» **Prompt**: From the top of the entries below through the line containing "use crate::remote::QuizApi;", return every line exactly as written, please, and stop there.

======== Record excerpts ========

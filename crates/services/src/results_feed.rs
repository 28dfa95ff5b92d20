use std::sync::Arc;

use quiz_core::model::{ResultRecord, sort_most_recent_first};

use crate::connectivity::ConnectivityMonitor;
use crate::error::NetworkError;
use crate::remote::QuizApi;

/// Read side of the shared results board.
#[derive(Clone)]
pub struct ResultsFeed {
    api: Arc<dyn QuizApi>,
    connectivity: Arc<dyn ConnectivityMonitor>,
}

impl ResultsFeed {
    #[must_use]
    pub fn new(api: Arc<dyn QuizApi>, connectivity: Arc<dyn ConnectivityMonitor>) -> Self {
        Self { api, connectivity }
    }

    /// The `last` most recent results, newest first.
    ///
    /// Records with the same timestamp keep the order the server sent them in.
    ///
    /// # Errors
    ///
    /// Returns `NetworkError::Offline` without a request when offline, or the
    /// failure of the request itself.
    pub async fn recent(&self, last: u32) -> Result<Vec<ResultRecord>, NetworkError> {
        if !self.connectivity.current() {
            return Err(NetworkError::Offline);
        }
        let mut records = self.api.fetch_results(last).await?;
        sort_most_recent_first(&mut records);
        tracing::debug!(count = records.len(), last, "results fetched");
        Ok(records)
    }
}
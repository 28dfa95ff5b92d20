mod common;

use std::sync::Arc;

use quiz_core::model::{TestId, TestSummary};
use services::{CatalogOrigin, CatalogSyncManager, ManualConnectivity, NetworkError, QuizError};
use storage::repository::{CatalogRepository, InMemoryRepository, Storage, StorageError};

use common::{FakeApi, summary};

fn catalog() -> Vec<TestSummary> {
    ["a", "b", "c", "d", "e"]
        .iter()
        .map(|id| summary(id, &format!("Test {id}")))
        .collect()
}

fn sorted_ids(tests: &[TestSummary]) -> Vec<TestId> {
    let mut ids: Vec<_> = tests.iter().map(|t| t.id().clone()).collect();
    ids.sort();
    ids
}

fn manager(
    api: &Arc<FakeApi>,
    repo: &InMemoryRepository,
    online: bool,
) -> CatalogSyncManager {
    CatalogSyncManager::new(
        api.clone(),
        Arc::new(repo.clone()),
        Arc::new(ManualConnectivity::new(online)),
    )
    .with_seed(5)
}

fn manager_over(
    api: &Arc<FakeApi>,
    store: &Arc<dyn CatalogRepository>,
    online: bool,
) -> CatalogSyncManager {
    CatalogSyncManager::new(
        api.clone(),
        Arc::clone(store),
        Arc::new(ManualConnectivity::new(online)),
    )
    .with_seed(11)
}

async fn backends(name: &str) -> Vec<Arc<dyn CatalogRepository>> {
    let sqlite = Storage::sqlite(&format!("sqlite:file:{name}?mode=memory&cache=shared"))
        .await
        .unwrap();
    vec![Arc::new(InMemoryRepository::new()), sqlite.catalog]
}

#[tokio::test]
async fn online_sync_writes_every_entry_through_in_presented_order() {
    let api = FakeApi::new();
    api.set_catalog(Ok(catalog()));
    let repo = InMemoryRepository::new();

    let snapshot = manager(&api, &repo, true).fetch_catalog().await;
    assert_eq!(snapshot.origin, CatalogOrigin::Remote);
    assert!(snapshot.issues.is_empty());
    assert_eq!(sorted_ids(&snapshot.tests), sorted_ids(&catalog()));

    let cached = repo.query_all().await.unwrap();
    assert_eq!(cached, snapshot.tests);
}

#[tokio::test]
async fn offline_reads_cache_verbatim() {
    let api = FakeApi::new();
    api.set_catalog(Ok(catalog()));
    let repo = InMemoryRepository::new();
    let stored = vec![summary("c", "C"), summary("a", "A"), summary("b", "B")];
    repo.upsert_all(&stored).await.unwrap();

    let snapshot = manager(&api, &repo, false).fetch_catalog().await;
    assert_eq!(snapshot.origin, CatalogOrigin::Cache);
    assert!(snapshot.issues.is_empty());
    assert_eq!(snapshot.tests, stored);
}

#[tokio::test]
async fn offline_with_empty_cache_returns_nothing_and_reports_why() {
    let api = FakeApi::new();
    let repo = InMemoryRepository::new();

    let snapshot = manager(&api, &repo, false).fetch_catalog().await;
    assert!(snapshot.is_empty());
    assert_eq!(snapshot.origin, CatalogOrigin::Unavailable);
    assert_eq!(snapshot.issues.len(), 1);
    assert!(matches!(
        snapshot.issues[0],
        QuizError::Network(NetworkError::Offline)
    ));
}

#[tokio::test]
async fn remote_failure_mid_flight_falls_back_to_cache() {
    let api = FakeApi::new();
    api.set_catalog(Err(NetworkError::Timeout));
    let repo = InMemoryRepository::new();
    repo.upsert_all(&[summary("x", "X")]).await.unwrap();

    let snapshot = manager(&api, &repo, true).fetch_catalog().await;
    assert_eq!(snapshot.origin, CatalogOrigin::Cache);
    assert_eq!(snapshot.tests, vec![summary("x", "X")]);
}

#[tokio::test]
async fn unreadable_cache_reports_both_failures() {
    let api = FakeApi::new();
    let repo = InMemoryRepository::new();
    repo.set_available(false);

    let snapshot = manager(&api, &repo, false).fetch_catalog().await;
    assert!(snapshot.is_empty());
    assert_eq!(snapshot.origin, CatalogOrigin::Unavailable);
    assert!(matches!(
        snapshot.issues.as_slice(),
        [
            QuizError::Network(NetworkError::Offline),
            QuizError::Storage(StorageError::Connection(_))
        ]
    ));
}

#[tokio::test]
async fn rejected_row_is_skipped_but_fresh_list_is_returned() {
    let api = FakeApi::new();
    api.set_catalog(Ok(catalog()));
    let repo = InMemoryRepository::new();
    repo.reject_writes_for(TestId::new("c"));

    let snapshot = manager(&api, &repo, true).fetch_catalog().await;
    assert_eq!(snapshot.origin, CatalogOrigin::Remote);
    assert_eq!(snapshot.tests.len(), 5);

    let cached = repo.query_all().await.unwrap();
    assert_eq!(cached.len(), 4);
    assert!(cached.iter().all(|t| t.id() != &TestId::new("c")));
}

#[tokio::test]
async fn broken_store_does_not_hide_remote_catalog() {
    let api = FakeApi::new();
    api.set_catalog(Ok(catalog()));
    let repo = InMemoryRepository::new();
    repo.set_available(false);

    let snapshot = manager(&api, &repo, true).fetch_catalog().await;
    assert_eq!(snapshot.origin, CatalogOrigin::Remote);
    assert_eq!(snapshot.tests.len(), 5);
}

#[tokio::test]
async fn random_test_picks_from_the_list() {
    let api = FakeApi::new();
    let repo = InMemoryRepository::new();
    let sync = manager(&api, &repo, true);

    assert!(sync.random_test(&[]).is_none());
    let tests = catalog();
    let picked = sync.random_test(&tests).unwrap();
    assert!(tests.contains(&picked));
}

#[tokio::test]
async fn sqlite_cache_survives_going_offline() {
    let storage = Storage::sqlite("sqlite:file:memdb_catalog_sync?mode=memory&cache=shared")
        .await
        .unwrap();
    let api = FakeApi::new();
    api.set_catalog(Ok(catalog()));

    let online = CatalogSyncManager::new(
        api.clone(),
        Arc::clone(&storage.catalog),
        Arc::new(ManualConnectivity::new(true)),
    );
    let fresh = online.fetch_catalog().await;
    assert_eq!(fresh.origin, CatalogOrigin::Remote);

    let offline = CatalogSyncManager::new(
        api.clone(),
        Arc::clone(&storage.catalog),
        Arc::new(ManualConnectivity::new(false)),
    );
    let cached = offline.fetch_catalog().await;
    assert_eq!(cached.origin, CatalogOrigin::Cache);
    assert_eq!(cached.tests, fresh.tests);
}

#[tokio::test]
async fn resync_leaves_exactly_the_latest_catalog_cached() {
    for store in backends("memdb_catalog_resync").await {
        let api = FakeApi::new();
        api.set_catalog(Ok(vec![summary("a", "A"), summary("b", "B"), summary("c", "C")]));
        manager_over(&api, &store, true).fetch_catalog().await;

        api.set_catalog(Ok(vec![summary("a", "A"), summary("d", "D")]));
        let fresh = manager_over(&api, &store, true).fetch_catalog().await;
        assert_eq!(fresh.origin, CatalogOrigin::Remote);
        assert_eq!(sorted_ids(&fresh.tests), vec![TestId::new("a"), TestId::new("d")]);

        let persisted = store.query_all().await.unwrap();
        assert_eq!(sorted_ids(&persisted), sorted_ids(&fresh.tests));

        let cached = manager_over(&api, &store, false).fetch_catalog().await;
        assert_eq!(cached.origin, CatalogOrigin::Cache);
        assert_eq!(cached.tests, fresh.tests);
    }
}

#[tokio::test]
async fn padded_wire_catalog_reads_back_the_same_offline() {
    let storage = Storage::sqlite("sqlite:file:memdb_catalog_wire?mode=memory&cache=shared")
        .await
        .unwrap();
    let decoded: Vec<TestSummary> = serde_json::from_str(
        r#"[
            {"id":"m","name":"Math ","description":" algebra","level":"easy ","numberOfTasks":3},
            {"id":"h","name":" History","description":"dates ","level":" hard","numberOfTasks":5}
        ]"#,
    )
    .unwrap();
    let api = FakeApi::new();
    api.set_catalog(Ok(decoded
        .into_iter()
        .map(|s| s.validate().unwrap())
        .collect()));

    let fresh = manager_over(&api, &storage.catalog, true).fetch_catalog().await;
    assert_eq!(fresh.origin, CatalogOrigin::Remote);

    let cached = manager_over(&api, &storage.catalog, false).fetch_catalog().await;
    assert_eq!(cached.origin, CatalogOrigin::Cache);
    assert_eq!(cached.tests, fresh.tests);
    assert!(cached.tests.iter().any(|t| t.name() == "Math" && t.level() == "easy"));
}
use serde::{Deserialize, Serialize};
use std::fmt;
use std::str::FromStr;

/// Server-assigned identifier of a test in the catalog.
#[derive(Clone, PartialEq, Eq, Hash, PartialOrd, Ord, Serialize, Deserialize)]
#[serde(transparent)]
pub struct TestId(String);

impl TestId {
    /// Creates a new `TestId`
    #[must_use]
    pub fn new(id: impl Into<String>) -> Self {
        Self(id.into())
    }

    /// Returns the underlying string value
    #[must_use]
    pub fn as_str(&self) -> &str {
        &self.0
    }

    /// Returns true when the id carries no characters besides whitespace.
    #[must_use]
    pub fn is_blank(&self) -> bool {
        self.0.trim().is_empty()
    }
}

impl fmt::Debug for TestId {
    fn fmt(&self, f: &mut fmt::Formatter<'_>) -> fmt::Result {
        write!(f, "TestId({})", self.0)
    }
}

impl fmt::Display for TestId {
    fn fmt(&self, f: &mut fmt::Formatter<'_>) -> fmt::Result {
        f.write_str(&self.0)
    }
}

impl From<&str> for TestId {
    fn from(value: &str) -> Self {
        Self::new(value)
    }
}

impl From<String> for TestId {
    fn from(value: String) -> Self {
        Self(value)
    }
}

/// Error type for parsing ID from string
#[derive(Debug, Clone, PartialEq, Eq)]
pub struct ParseIdError {
    kind: String,
}

impl fmt::Display for ParseIdError {
    fn fmt(&self, f: &mut fmt::Formatter<'_>) -> fmt::Result {
        write!(f, "failed to parse {} from string", self.kind)
    }
}

impl std::error::Error for ParseIdError {}

impl FromStr for TestId {
    type Err = ParseIdError;

    fn from_str(s: &str) -> Result<Self, Self::Err> {
        let trimmed = s.trim();
        if trimmed.is_empty() {
            return Err(ParseIdError {
                kind: "TestId".to_string(),
            });
        }
        Ok(Self::new(trimmed))
    }
}
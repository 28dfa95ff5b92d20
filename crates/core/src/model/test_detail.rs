use rand::Rng;
use rand::seq::SliceRandom;
use serde::{Deserialize, Serialize};
use thiserror::Error;

use crate::model::ids::TestId;

//
// ─── ERRORS ───────────────────────────────────────────────────────────────────
//

/// Reasons a question set is rejected at the boundary.
#[derive(Debug, Error, Clone, PartialEq, Eq)]
#[non_exhaustive]
pub enum TestDetailError {
    #[error("test has no tasks")]
    NoTasks,

    #[error("task {task} has a zero duration")]
    ZeroDuration { task: usize },

    #[error("task {task} has no answers")]
    NoAnswers { task: usize },

    #[error("task {task} has {correct} correct answers, expected exactly one")]
    CorrectAnswerCount { task: usize, correct: usize },
}

//
// ─── ANSWER / TASK ────────────────────────────────────────────────────────────
//

#[derive(Debug, Clone, PartialEq, Eq, Serialize, Deserialize)]
#[serde(rename_all = "camelCase")]
pub struct Answer {
    pub content: String,
    pub is_correct: bool,
}

impl Answer {
    #[must_use]
    pub fn new(content: impl Into<String>, is_correct: bool) -> Self {
        Self {
            content: content.into(),
            is_correct,
        }
    }
}

/// One question with its time limit (seconds) and candidate answers.
#[derive(Debug, Clone, PartialEq, Eq)]
pub struct Task {
    question: String,
    duration_secs: u32,
    answers: Vec<Answer>,
}

impl Task {
    #[must_use]
    pub fn question(&self) -> &str {
        &self.question
    }

    #[must_use]
    pub fn duration_secs(&self) -> u32 {
        self.duration_secs
    }

    #[must_use]
    pub fn answers(&self) -> &[Answer] {
        &self.answers
    }

    /// Index of the single correct answer in the task's current order.
    #[must_use]
    pub fn correct_index(&self) -> Option<usize> {
        correct_position(&self.answers)
    }

    /// Returns a copy of the answers in a fresh uniformly random order.
    #[must_use]
    pub fn shuffled_answers<R: Rng + ?Sized>(&self, rng: &mut R) -> Vec<Answer> {
        let mut answers = self.answers.clone();
        answers.shuffle(rng);
        answers
    }

    fn shuffle_answers<R: Rng + ?Sized>(&mut self, rng: &mut R) {
        self.answers.shuffle(rng);
    }
}

/// Position of the correct answer inside an arbitrary answer ordering.
#[must_use]
pub fn correct_position(answers: &[Answer]) -> Option<usize> {
    answers.iter().position(|answer| answer.is_correct)
}

//
// ─── WIRE SHAPES ──────────────────────────────────────────────────────────────
//

/// Task as it arrives from the remote service, before validation.
#[derive(Debug, Clone, PartialEq, Eq, Serialize, Deserialize)]
pub struct RawTask {
    pub question: String,
    pub duration: u32,
    pub answers: Vec<Answer>,
}

/// Body of `GET /quiz/test/{id}`; fields other than `tasks` are ignored.
#[derive(Debug, Clone, PartialEq, Eq, Serialize, Deserialize)]
pub struct RawTestDetail {
    pub tasks: Vec<RawTask>,
}

//
// ─── TEST DETAIL ──────────────────────────────────────────────────────────────
//

/// Validated question set for one test.
#[derive(Debug, Clone, PartialEq, Eq)]
pub struct TestDetail {
    id: TestId,
    tasks: Vec<Task>,
}

impl TestDetail {
    /// Validate a decoded payload into a question set.
    ///
    /// # Errors
    ///
    /// Returns `TestDetailError` when the payload has no tasks, a task lasts zero
    /// seconds, a task has no answers, or a task does not have exactly one
    /// correct answer.
    pub fn from_raw(id: TestId, raw: RawTestDetail) -> Result<Self, TestDetailError> {
        if raw.tasks.is_empty() {
            return Err(TestDetailError::NoTasks);
        }

        let mut tasks = Vec::with_capacity(raw.tasks.len());
        for (index, task) in raw.tasks.into_iter().enumerate() {
            if task.duration == 0 {
                return Err(TestDetailError::ZeroDuration { task: index });
            }
            if task.answers.is_empty() {
                return Err(TestDetailError::NoAnswers { task: index });
            }
            let correct = task.answers.iter().filter(|a| a.is_correct).count();
            if correct != 1 {
                return Err(TestDetailError::CorrectAnswerCount {
                    task: index,
                    correct,
                });
            }
            tasks.push(Task {
                question: task.question,
                duration_secs: task.duration,
                answers: task.answers,
            });
        }

        Ok(Self { id, tasks })
    }

    #[must_use]
    pub fn id(&self) -> &TestId {
        &self.id
    }

    #[must_use]
    pub fn tasks(&self) -> &[Task] {
        &self.tasks
    }

    /// Shuffle the task order and, independently, every task's answers.
    #[must_use]
    pub fn into_shuffled_tasks<R: Rng + ?Sized>(self, rng: &mut R) -> Vec<Task> {
        let mut tasks = self.tasks;
        tasks.shuffle(rng);
        for task in &mut tasks {
            task.shuffle_answers(rng);
        }
        tasks
    }
}
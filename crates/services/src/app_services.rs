use std::sync::Arc;

use quiz_core::model::TestSummary;
use storage::repository::Storage;

use crate::catalog_sync::CatalogSyncManager;
use crate::config::QuizConfig;
use crate::connectivity::ConnectivityMonitor;
use crate::consent_service::ConsentService;
use crate::error::AppServicesError;
use crate::navigator::Navigator;
use crate::remote::{HttpQuizApi, QuizApi};
use crate::result_submitter::ResultSubmitter;
use crate::results_feed::ResultsFeed;
use crate::session_engine::{QuizSessionEngine, SessionDeps};

/// Assembles the quiz services around one store, one API client and one
/// connectivity source.
#[derive(Clone)]
pub struct AppServices {
    config: QuizConfig,
    api: Arc<dyn QuizApi>,
    connectivity: Arc<dyn ConnectivityMonitor>,
    catalog: Arc<CatalogSyncManager>,
    submitter: Arc<ResultSubmitter>,
    results: Arc<ResultsFeed>,
    consent: Arc<ConsentService>,
}

impl AppServices {
    /// Build services backed by `SQLite` storage and the HTTP client.
    ///
    /// # Errors
    ///
    /// Returns `AppServicesError` if storage initialization or HTTP client setup fails.
    pub async fn new_sqlite(
        config: QuizConfig,
        connectivity: Arc<dyn ConnectivityMonitor>,
    ) -> Result<Self, AppServicesError> {
        let storage = Storage::sqlite(&config.database_url).await?;
        let api: Arc<dyn QuizApi> = Arc::new(HttpQuizApi::new(
            config.api_base_url.clone(),
            config.http_timeout,
        )?);
        tracing::info!(
            db = %config.database_url,
            api = %config.api_base_url,
            "quiz services ready"
        );
        Ok(Self::from_parts(config, &storage, api, connectivity))
    }

    /// Wire services from already-built collaborators.
    #[must_use]
    pub fn from_parts(
        config: QuizConfig,
        storage: &Storage,
        api: Arc<dyn QuizApi>,
        connectivity: Arc<dyn ConnectivityMonitor>,
    ) -> Self {
        let catalog = Arc::new(CatalogSyncManager::new(
            Arc::clone(&api),
            Arc::clone(&storage.catalog),
            Arc::clone(&connectivity),
        ));
        let submitter = Arc::new(ResultSubmitter::new(
            Arc::clone(&api),
            Arc::clone(&connectivity),
            config.nick.clone(),
        ));
        let results = Arc::new(ResultsFeed::new(Arc::clone(&api), Arc::clone(&connectivity)));
        let consent = Arc::new(ConsentService::new(Arc::clone(&storage.flags)));

        Self {
            config,
            api,
            connectivity,
            catalog,
            submitter,
            results,
            consent,
        }
    }

    /// Collaborators for a session that reports navigation to `navigator`.
    #[must_use]
    pub fn session_deps(&self, navigator: Arc<dyn Navigator>) -> SessionDeps {
        SessionDeps {
            api: Arc::clone(&self.api),
            connectivity: Arc::clone(&self.connectivity),
            submitter: Arc::clone(&self.submitter),
            navigator,
            timings: self.config.timings,
        }
    }

    /// Start an attempt at the given catalog entry.
    ///
    /// Must be called from within a Tokio runtime.
    #[must_use]
    pub fn start_session(
        &self,
        navigator: Arc<dyn Navigator>,
        summary: &TestSummary,
    ) -> QuizSessionEngine {
        QuizSessionEngine::start(
            summary.id().clone(),
            summary.name(),
            self.session_deps(navigator),
        )
    }

    #[must_use]
    pub fn config(&self) -> &QuizConfig {
        &self.config
    }

    #[must_use]
    pub fn connectivity(&self) -> Arc<dyn ConnectivityMonitor> {
        Arc::clone(&self.connectivity)
    }

    #[must_use]
    pub fn catalog(&self) -> Arc<CatalogSyncManager> {
        Arc::clone(&self.catalog)
    }

    #[must_use]
    pub fn submitter(&self) -> Arc<ResultSubmitter> {
        Arc::clone(&self.submitter)
    }

    #[must_use]
    pub fn results(&self) -> Arc<ResultsFeed> {
        Arc::clone(&self.results)
    }

    #[must_use]
    pub fn consent(&self) -> Arc<ConsentService> {
        Arc::clone(&self.consent)
    }
}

========

» **Solved exercise**:
filename crates/services/src/results_feed.rs
repository 28dfa95ff5b92d20
use std::sync::Arc;

use quiz_core::model::{ResultRecord, sort_most_recent_first};

use crate::connectivity::ConnectivityMonitor;
use crate::error::NetworkError;
use crate::remote::QuizApi;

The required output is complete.